Transcribe every line of the entries exactly.

(Collected data entries)
══════════════════════════════

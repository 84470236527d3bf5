// Copyright (C) 2025 The pascal-rs Authors.
//
// rich/rich_api.rs file belongs to the pascal-rs project and is free
// software distributed under the MIT software license, see the
// accompanying file LICENSE in the main directory of the
// repository or http://www.opensource.org/licenses/mit-license.php
// for more details.
//
// Redistribution and use in source and binary forms with or without
// modifications are permitted.

use super::{AccountApi, BlockApi, NodeApi, OperationsApi, WalletApi};
use crate::client::RawApi;

/// The typed facades, all bound to the same endpoints.
#[derive(Clone, Debug)]
pub struct RichApi {
    node: NodeApi,
    wallet: WalletApi,
    account: AccountApi,
    block: BlockApi,
    operations: OperationsApi,
}

impl RichApi {
    #[must_use]
    pub fn new(raw: &RawApi) -> Self {
        Self {
            node: NodeApi::new(raw.clone()),
            wallet: WalletApi::new(raw.clone()),
            account: AccountApi::new(raw.clone()),
            block: BlockApi::new(raw.clone()),
            operations: OperationsApi::new(raw.clone()),
        }
    }

    #[must_use]
    pub const fn node(&self) -> &NodeApi {
        &self.node
    }

    #[must_use]
    pub const fn wallet(&self) -> &WalletApi {
        &self.wallet
    }

    #[must_use]
    pub const fn account(&self) -> &AccountApi {
        &self.account
    }

    #[must_use]
    pub const fn block(&self) -> &BlockApi {
        &self.block
    }

    #[must_use]
    pub const fn operations(&self) -> &OperationsApi {
        &self.operations
    }
}
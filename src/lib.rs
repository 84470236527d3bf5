//! # pascal-rs: PascalCoin JSON-RPC client
//!
//! Talks to PascalCoin nodes over their JSON-RPC interface.
//!
//! The library is organized into three crates, re-exported here:
//!
//! - [`primitives`] - validated value types (account numbers with checksum,
//!   hex strings, currency amounts, curves, operation types)
//! - [`config`] - node endpoints and client settings loaded from TOML
//! - [`rpc`] - request dispatch, the raw method catalog and the typed rich API
//!
//! ## Quick Start
//!
//! ```rust,no_run
//! use pascal_rs::prelude::*;
//!
//! #[tokio::main]
//! async fn main() -> Result<(), Box<dyn std::error::Error>> {
//!     let config = ClientConfig::with_endpoints(vec![EndPoint::with_host("127.0.0.1")?]);
//!     let client = PascalClient::new(&config)?;
//!
//!     let rich = client.rich_api(&[]);
//!     let account = rich.account().find(AccountNumber::new(77)).await?;
//!     println!("{} holds {}", account.number, account.balance);
//!     Ok(())
//! }
//! ```

#![warn(missing_docs)]
#![warn(rustdoc::missing_crate_level_docs)]

pub use pascal_config as config;
pub use pascal_primitives as primitives;
pub use pascal_rpc as rpc;

/// Common imports for PascalCoin clients
pub mod prelude {
    pub use crate::config::{ClientConfig, EndPoint, Scheme};
    pub use crate::primitives::{
        AccountNumber, BlockNumber, EncodedPublicKey, HexaString, PascalCurrency,
    };
    pub use crate::rpc::{
        Account, Block, KeyArgs, Operation, OperationOptions, PascalClient, PublicKey, RawApi,
        RichApi, RpcError, RpcResult,
    };
}

/// Library version
pub const VERSION: &str = env!("CARGO_PKG_VERSION");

══════════════════════════════

RESULT:
repository 84470236527d3bf5
// Copyright (C) 2025 The pascal-rs Authors.
//
// rich/rich_api.rs file belongs to the pascal-rs project and is free
// software distributed under the MIT software license, see the
// accompanying file LICENSE in the main directory of the
// repository or http://www.opensource.org/licenses/mit-license.php
// for more details.
//
// Redistribution and use in source and binary forms with or without
// modifications are permitted.

use super::{AccountApi, BlockApi, NodeApi, OperationsApi, WalletApi};
use crate::client::RawApi;

/// The typed facades, all bound to the same endpoints.
#[derive(Clone, Debug)]
pub struct RichApi {
    node: NodeApi,
    wallet: WalletApi,
    account: AccountApi,
    block: BlockApi,
    operations: OperationsApi,
}

impl RichApi {
    #[must_use]
    pub fn new(raw: &RawApi) -> Self {
        Self {
            node: NodeApi::new(raw.clone()),
            wallet: WalletApi::new(raw.clone()),
            account: AccountApi::new(raw.clone()),
            block: BlockApi::new(raw.clone()),
            operations: OperationsApi::new(raw.clone()),
        }
    }

    #[must_use]
    pub const fn node(&self) -> &NodeApi {
        &self.node
    }

    #[must_use]
    pub const fn wallet(&self) -> &WalletApi {
        &self.wallet
    }

    #[must_use]
    pub const fn account(&self) -> &AccountApi {
        &self.account
    }

    #[must_use]
    pub const fn block(&self) -> &BlockApi {
        &self.block
    }

    #[must_use]
    pub const fn operations(&self) -> &OperationsApi {
        &self.operations
    }
}
filename src/lib.rs
repository 84470236527d3bf5
//! # pascal-rs: PascalCoin JSON-RPC client
//!
//! Talks to PascalCoin nodes over their JSON-RPC interface.
//!
//! The library is organized into three crates, re-exported here:
//!
//! - [`primitives`] - validated value types (account numbers with checksum,
//!   hex strings, currency amounts, curves, operation types)
//! - [`config`] - node endpoints and client settings loaded from TOML
//! - [`rpc`] - request dispatch, the raw method catalog and the typed rich API
//!
//! ## Quick Start
//!
//! ```rust,no_run
//! use pascal_rs::prelude::*;
//!
//! #[tokio::main]
//! async fn main() -> Result<(), Box<dyn std::error::Error>> {
//!     let config = ClientConfig::with_endpoints(vec![EndPoint::with_host("127.0.0.1")?]);
//!     let client = PascalClient::new(&config)?;
//!
//!     let rich = client.rich_api(&[]);
//!     let account = rich.account().find(AccountNumber::new(77)).await?;
//!     println!("{} holds {}", account.number, account.balance);
//!     Ok(())
//! }
//! ```

#![warn(missing_docs)]
#![warn(rustdoc::missing_crate_level_docs)]

pub use pascal_config as config;
pub use pascal_primitives as primitives;
pub use pascal_rpc as rpc;

/// Common imports for PascalCoin clients
pub mod prelude {
    pub use crate::config::{ClientConfig, EndPoint, Scheme};
    pub use crate::primitives::{
        AccountNumber, BlockNumber, EncodedPublicKey, HexaString, PascalCurrency,
    };
    pub use crate::rpc::{
        Account, Block, KeyArgs, Operation, OperationOptions, PascalClient, PublicKey, RawApi,
        RichApi, RpcError, RpcResult,
    };
}

/// Library version
pub const VERSION: &str = env!("CARGO_PKG_VERSION");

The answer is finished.